Copy out, from the data below, each line in which the word "example" occurs.

━━━ Supplied data

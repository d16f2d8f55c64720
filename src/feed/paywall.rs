//! Best-effort paywall heuristics.
//!
//! A `true` result means markers were found; `false` does not guarantee the
//! content is free.

use scraper::{Html, Selector};

/// URL path fragments used by publishers for subscriber-only articles.
const RESTRICTED_PATHS: &[&str] = &["/premium/", "/subscriber/", "/prime/"];

/// Phrases in a title or description that flag restricted content.
const RESTRICTED_TEXT: &[&str] = &[
    "paywall",
    "subscription required",
    "login required",
    "members only",
    "subscribers only",
];

/// CSS selectors for paywall overlays and metering containers.
const PAYWALL_ELEMENTS: &str = "[class*='paywall'], [id*='paywall'], [class*='piano-'], \
     [class*='metered'], [class*='subscriber-only'], [data-paywall]";

/// Script sources of common metering vendors.
const METERING_SCRIPTS: &[&str] = &["tinypass.com", "piano.io", "poool.fr", "zephr", "laterpay"];

const PAYWALL_PHRASES: &[&str] = &[
    "subscribe to continue reading",
    "subscribe to read",
    "this article is for subscribers",
    "already a subscriber",
    "to continue reading, please",
    "become a member to read",
];

/// Below this many characters of body text, an article ending in a
/// subscribe prompt is treated as truncated.
const TRUNCATED_BODY_CHARS: usize = 600;

/// Cheap check on feed metadata; runs for every ingested item.
pub fn looks_restricted(url: Option<&str>, title: &str, description: Option<&str>) -> bool {
    if let Some(url) = url {
        let url = url.to_ascii_lowercase();
        if RESTRICTED_PATHS.iter().any(|p| url.contains(p)) {
            return true;
        }
    }

    let text = format!("{} {}", title, description.unwrap_or_default()).to_lowercase();
    RESTRICTED_TEXT.iter().any(|needle| text.contains(needle))
}

/// Inspect a fetched article page for paywall markers.
pub fn detect_paywall(html: &str) -> bool {
    let lower = html.to_lowercase();

    if PAYWALL_PHRASES.iter().any(|p| lower.contains(p)) {
        return true;
    }

    // schema.org paywalled-content markup
    if lower.contains("\"isaccessibleforfree\": false")
        || lower.contains("\"isaccessibleforfree\":false")
        || lower.contains("\"isaccessibleforfree\": \"false\"")
        || lower.contains("\"isaccessibleforfree\":\"false\"")
    {
        return true;
    }

    let document = Html::parse_document(html);

    if let Ok(selector) = Selector::parse(PAYWALL_ELEMENTS) {
        if document.select(&selector).next().is_some() {
            return true;
        }
    }

    if let Ok(selector) = Selector::parse("script[src]") {
        let metered = document
            .select(&selector)
            .filter_map(|s| s.value().attr("src"))
            .any(|src| {
                let src = src.to_ascii_lowercase();
                METERING_SCRIPTS.iter().any(|vendor| src.contains(vendor))
            });
        if metered {
            return true;
        }
    }

    is_truncated_body(&document)
}

/// A short article body followed by a link to a subscribe page.
fn is_truncated_body(document: &Html) -> bool {
    let (Ok(body), Ok(subscribe)) = (
        Selector::parse("article, .article-body, .entry-content, .post-content"),
        Selector::parse("a[href*='subscribe'], a[href*='/join'], a[href*='signup']"),
    ) else {
        return false;
    };

    document.select(&body).next().is_some_and(|article| {
        let chars: usize = article.text().map(|t| t.trim().chars().count()).sum();
        chars < TRUNCATED_BODY_CHARS && article.select(&subscribe).next().is_some()
    })
}

#[cfg(test)]
mod tests {
    use super::*;

    #[test]
    fn test_looks_restricted_by_path() {
        assert!(looks_restricted(
            Some("https://economictimes.indiatimes.com/prime/media/story.cms"),
            "Streaming wars",
            None
        ));
        assert!(looks_restricted(
            Some("https://example.com/Subscriber/news"),
            "News",
            None
        ));
        assert!(!looks_restricted(
            Some("https://example.com/news/premium-tv"),
            "News",
            None
        ));
    }

    #[test]
    fn test_looks_restricted_by_text() {
        assert!(looks_restricted(None, "Members Only: Q3 numbers", None));
        assert!(looks_restricted(
            None,
            "Q3 numbers",
            Some("Subscription required to read the full analysis")
        ));
        assert!(!looks_restricted(
            Some("https://digiday.com/media/cookies/"),
            "Publishers and cookies",
            Some("Ad revenue is shifting.")
        ));
    }

    #[test]
    fn test_detect_paywall_phrase() {
        let html = "<html><body><p>Subscribe to continue reading.</p></body></html>";
        assert!(detect_paywall(html));
    }

    #[test]
    fn test_detect_paywall_schema_org() {
        let html = r#"<script type="application/ld+json">{"@type":"NewsArticle","isAccessibleForFree": false}</script>"#;
        assert!(detect_paywall(html));
    }

    #[test]
    fn test_detect_paywall_overlay_class() {
        let html = r#"<div class="article-paywall-overlay">Hidden</div>"#;
        assert!(detect_paywall(html));
    }

    #[test]
    fn test_detect_paywall_metering_script() {
        let html = r#"<script src="https://cdn.tinypass.com/api/tinypass.min.js"></script>"#;
        assert!(detect_paywall(html));
    }

    #[test]
    fn test_detect_truncated_body() {
        let html = r#"<article><p>The first paragraph only.</p>
            <a href="/subscribe?ref=article">Get full access</a></article>"#;
        assert!(detect_paywall(html));
    }

    #[test]
    fn test_free_article_not_flagged() {
        let body = "Plenty of freely readable text. ".repeat(40);
        let html = format!(
            r#"<html><body><article><p>{body}</p><a href="/subscribe">Newsletter</a></article></body></html>"#
        );
        assert!(!detect_paywall(&html));
    }
}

━━━━━━

* **Answer section**:
            Some("https://example.com/Subscriber/news"),
            Some("https://example.com/news/premium-tv"),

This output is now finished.